### [Information given]
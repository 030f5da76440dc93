//! Vertex attribute model

use glam::{Vec2, Vec3};

/// Vertex with position, normal, tangent, and texture coordinate
///
/// Layout is `#[repr(C)]` and `Pod` (44 bytes) so vertex slices can be
/// uploaded to GPU buffers without repacking.
///
/// `normal` and `tangent` are unit length wherever a generator writes them.
/// The tangent follows the direction of increasing U and is not
/// re-orthogonalized against the normal.
#[repr(C)]
#[derive(Clone, Copy, Debug, Default, PartialEq, bytemuck::Pod, bytemuck::Zeroable)]
pub struct Vertex {
    pub position: Vec3,
    pub normal: Vec3,
    pub tangent: Vec3,
    pub tex_coord: Vec2,
}

impl Vertex {
    /// Create a new vertex
    pub fn new(position: Vec3, normal: Vec3, tangent: Vec3, tex_coord: Vec2) -> Self {
        Self {
            position,
            normal,
            tangent,
            tex_coord,
        }
    }

    /// Vertex with only a position set; orientation and texture fields are zero
    pub fn from_position(position: Vec3) -> Self {
        Self {
            position,
            ..Self::default()
        }
    }

    /// Vertex halfway between `a` and `b`
    ///
    /// Position and texture coordinate are the arithmetic mean. Normal and
    /// tangent are the mean renormalized to unit length, since averaging unit
    /// vectors shortens them. When the mean vanishes (opposite or zeroed
    /// inputs) the attribute is the zero vector rather than NaN.
    pub fn midpoint(a: &Vertex, b: &Vertex) -> Vertex {
        Vertex {
            position: 0.5 * (a.position + b.position),
            normal: (0.5 * (a.normal + b.normal)).normalize_or_zero(),
            tangent: (0.5 * (a.tangent + b.tangent)).normalize_or_zero(),
            tex_coord: 0.5 * (a.tex_coord + b.tex_coord),
        }
    }
}
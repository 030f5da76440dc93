//! Midpoint subdivision
//!
//! Every triangle (v0, v1, v2) is split into four using the edge midpoints
//! m0 = mid(v0, v1), m1 = mid(v1, v2), m2 = mid(v0, v2):
//!
//! ```text
//!        v1
//!        *
//!       / \
//!   m0 *---* m1
//!     / \ / \
//!    *---*---*
//!   v0   m2   v2
//! ```
//!
//! Two flavours are provided:
//! - [`subdivide`] gives every triangle private copies of its corners and
//!   midpoints (6 vertices per input triangle). Shared edges produce
//!   duplicate vertices; this is the layout all generators rely on.
//! - [`subdivide_welded`] keeps the input vertices and shares one midpoint
//!   per undirected edge, which keeps smooth meshes indexed.

use hashbrown::HashMap;
use tracing::{debug, warn};

use crate::mesh::Mesh;
use crate::vertex::Vertex;

/// Upper bound on subdivision passes accepted by any generator
///
/// Six passes of a 12-triangle box already yield 98,304 vertices.
pub const MAX_SUBDIVISIONS: u32 = 6;

/// Clamp a requested pass count to [`MAX_SUBDIVISIONS`], logging when it is reduced
pub(crate) fn clamp_passes(caller: &str, passes: u32) -> u32 {
    if passes > MAX_SUBDIVISIONS {
        warn!(
            "{}: {} subdivisions requested, clamping to {}",
            caller, passes, MAX_SUBDIVISIONS
        );
        MAX_SUBDIVISIONS
    } else {
        passes
    }
}

/// Perform a single subdivision pass
///
/// The output has 4x the triangles and exactly 6 vertices per input
/// triangle. For triangle `t` the vertices are written as
/// `[v0, v1, v2, m0, m1, m2]` starting at `6 * t`.
pub fn subdivide(mesh: Mesh) -> Mesh {
    let vertices = mesh.vertices();
    let mut out = Mesh::with_capacity(mesh.triangle_count() * 6, mesh.indices().len() * 4);

    for [i0, i1, i2] in mesh.triangles() {
        let v0 = vertices[i0 as usize];
        let v1 = vertices[i1 as usize];
        let v2 = vertices[i2 as usize];

        let m0 = Vertex::midpoint(&v0, &v1);
        let m1 = Vertex::midpoint(&v1, &v2);
        let m2 = Vertex::midpoint(&v0, &v2);

        let base = out.add_vertex(v0);
        out.add_vertex(v1);
        out.add_vertex(v2);
        out.add_vertex(m0);
        out.add_vertex(m1);
        out.add_vertex(m2);

        let [v0, v1, v2, m0, m1, m2] = [0, 1, 2, 3, 4, 5].map(|k| base + k);
        out.add_triangle(v0, m0, m2);
        out.add_triangle(m0, m1, m2);
        out.add_triangle(m2, m1, v2);
        out.add_triangle(m0, v1, m1);
    }

    debug!(
        "subdivide: {} -> {} triangles, {} vertices",
        mesh.triangle_count(),
        out.triangle_count(),
        out.vertex_count()
    );
    out
}

/// Apply `passes` subdivision passes, clamped to [`MAX_SUBDIVISIONS`]
pub fn subdivide_passes(mesh: Mesh, passes: u32) -> Mesh {
    mesh.subdivided(passes)
}

/// Perform a single subdivision pass that shares midpoints across edges
///
/// Input vertices keep their indices; one midpoint is appended per
/// undirected edge. Triangle order and winding match [`subdivide`].
pub fn subdivide_welded(mesh: Mesh) -> Mesh {
    // Edge key: sorted pair of vertex indices
    type EdgeKey = (u32, u32);
    fn make_edge_key(a: u32, b: u32) -> EdgeKey {
        if a < b { (a, b) } else { (b, a) }
    }

    let triangles: Vec<[u32; 3]> = mesh.triangles().collect();
    let (vertices, _) = mesh.into_parts();
    let source = vertices.clone();

    let mut out = Mesh::with_capacity(
        vertices.len() + triangles.len() * 3 / 2,
        triangles.len() * 12,
    );
    for v in vertices {
        out.add_vertex(v);
    }

    // Map from edge to midpoint vertex index
    let mut edge_midpoints: HashMap<EdgeKey, u32> = HashMap::new();
    let mut midpoint = |out: &mut Mesh, a: u32, b: u32| -> u32 {
        *edge_midpoints.entry(make_edge_key(a, b)).or_insert_with(|| {
            out.add_vertex(Vertex::midpoint(&source[a as usize], &source[b as usize]))
        })
    };

    for [v0, v1, v2] in triangles {
        let m0 = midpoint(&mut out, v0, v1);
        let m1 = midpoint(&mut out, v1, v2);
        let m2 = midpoint(&mut out, v0, v2);

        out.add_triangle(v0, m0, m2);
        out.add_triangle(m0, m1, m2);
        out.add_triangle(m2, m1, v2);
        out.add_triangle(m0, v1, m1);
    }

    out
}

#[cfg(test)]
mod tests {
    use super::*;
    use glam::{Vec2, Vec3};

    fn quad() -> Mesh {
        let mut mesh = Mesh::new();
        for (p, uv) in [
            (Vec3::new(0.0, 0.0, 0.0), Vec2::new(0.0, 1.0)),
            (Vec3::new(0.0, 1.0, 0.0), Vec2::new(0.0, 0.0)),
            (Vec3::new(1.0, 1.0, 0.0), Vec2::new(1.0, 0.0)),
            (Vec3::new(1.0, 0.0, 0.0), Vec2::new(1.0, 1.0)),
        ] {
            mesh.add_vertex(Vertex::new(p, Vec3::NEG_Z, Vec3::X, uv));
        }
        mesh.add_triangle(0, 1, 2);
        mesh.add_triangle(0, 2, 3);
        mesh
    }

    #[test]
    fn test_subdivide_quadruples_triangles() {
        let mesh = subdivide(quad());
        assert_eq!(mesh.triangle_count(), 8);
        assert_eq!(mesh.vertex_count(), 12);
    }

    #[test]
    fn test_subdivide_vertex_layout() {
        let input = quad();
        let out = subdivide(input.clone());
        let v = out.vertices();

        // First triangle (0, 1, 2): corners then midpoints
        assert_eq!(v[0].position, input.vertices()[0].position);
        assert_eq!(v[1].position, input.vertices()[1].position);
        assert_eq!(v[2].position, input.vertices()[2].position);
        assert_eq!(v[3].position, 0.5 * (v[0].position + v[1].position));
        assert_eq!(v[4].position, 0.5 * (v[1].position + v[2].position));
        assert_eq!(v[5].position, 0.5 * (v[0].position + v[2].position));

        assert_eq!(&out.indices()[..12], &[0, 3, 5, 3, 4, 5, 5, 4, 2, 3, 1, 4]);
    }

    #[test]
    fn test_subdivide_preserves_winding() {
        let input = quad();
        let expected = {
            let [a, b, c] = input.triangle_positions().next().unwrap();
            (b - a).cross(c - a).normalize()
        };
        for [a, b, c] in subdivide(input).triangle_positions() {
            let n = (b - a).cross(c - a).normalize();
            assert!(n.abs_diff_eq(expected, 1e-6));
        }
    }

    #[test]
    fn test_subdivide_interpolates_uvs_and_keeps_unit_normals() {
        let out = subdivide(quad());
        assert_eq!(out.vertices()[3].tex_coord, Vec2::new(0.0, 0.5));
        for v in out.vertices() {
            assert!((v.normal.length() - 1.0).abs() < 1e-6);
        }
    }

    #[test]
    fn test_subdivide_empty_mesh() {
        let out = subdivide(Mesh::new());
        assert_eq!(out.vertex_count(), 0);
        assert!(out.is_empty());
    }

    #[test]
    fn test_subdivide_passes_clamped() {
        let mesh = subdivide_passes(quad(), 9);
        assert_eq!(mesh.triangle_count(), 2 * 4usize.pow(MAX_SUBDIVISIONS));
    }

    #[test]
    fn test_clamp_passes() {
        assert_eq!(clamp_passes("test", 3), 3);
        assert_eq!(clamp_passes("test", 7), MAX_SUBDIVISIONS);
    }

    #[test]
    fn test_subdivide_welded_shares_midpoints() {
        let mesh = subdivide_welded(quad());
        // 4 corners + 5 unique edges
        assert_eq!(mesh.vertex_count(), 9);
        assert_eq!(mesh.triangle_count(), 8);
        for &idx in mesh.indices() {
            assert!((idx as usize) < mesh.vertex_count());
        }
    }

    #[test]
    fn test_subdivide_welded_matches_unwelded_geometry() {
        let welded = subdivide_welded(quad());
        let split = subdivide(quad());
        let a: Vec<[Vec3; 3]> = welded.triangle_positions().collect();
        let b: Vec<[Vec3; 3]> = split.triangle_positions().collect();
        assert_eq!(a, b);
    }
}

### [Exercise]
Copy down every line of the material above that includes the string "caller".

### [Solution to this task]
pub(crate) fn clamp_passes(caller: &str, passes: u32) -> u32 {
            caller, passes, MAX_SUBDIVISIONS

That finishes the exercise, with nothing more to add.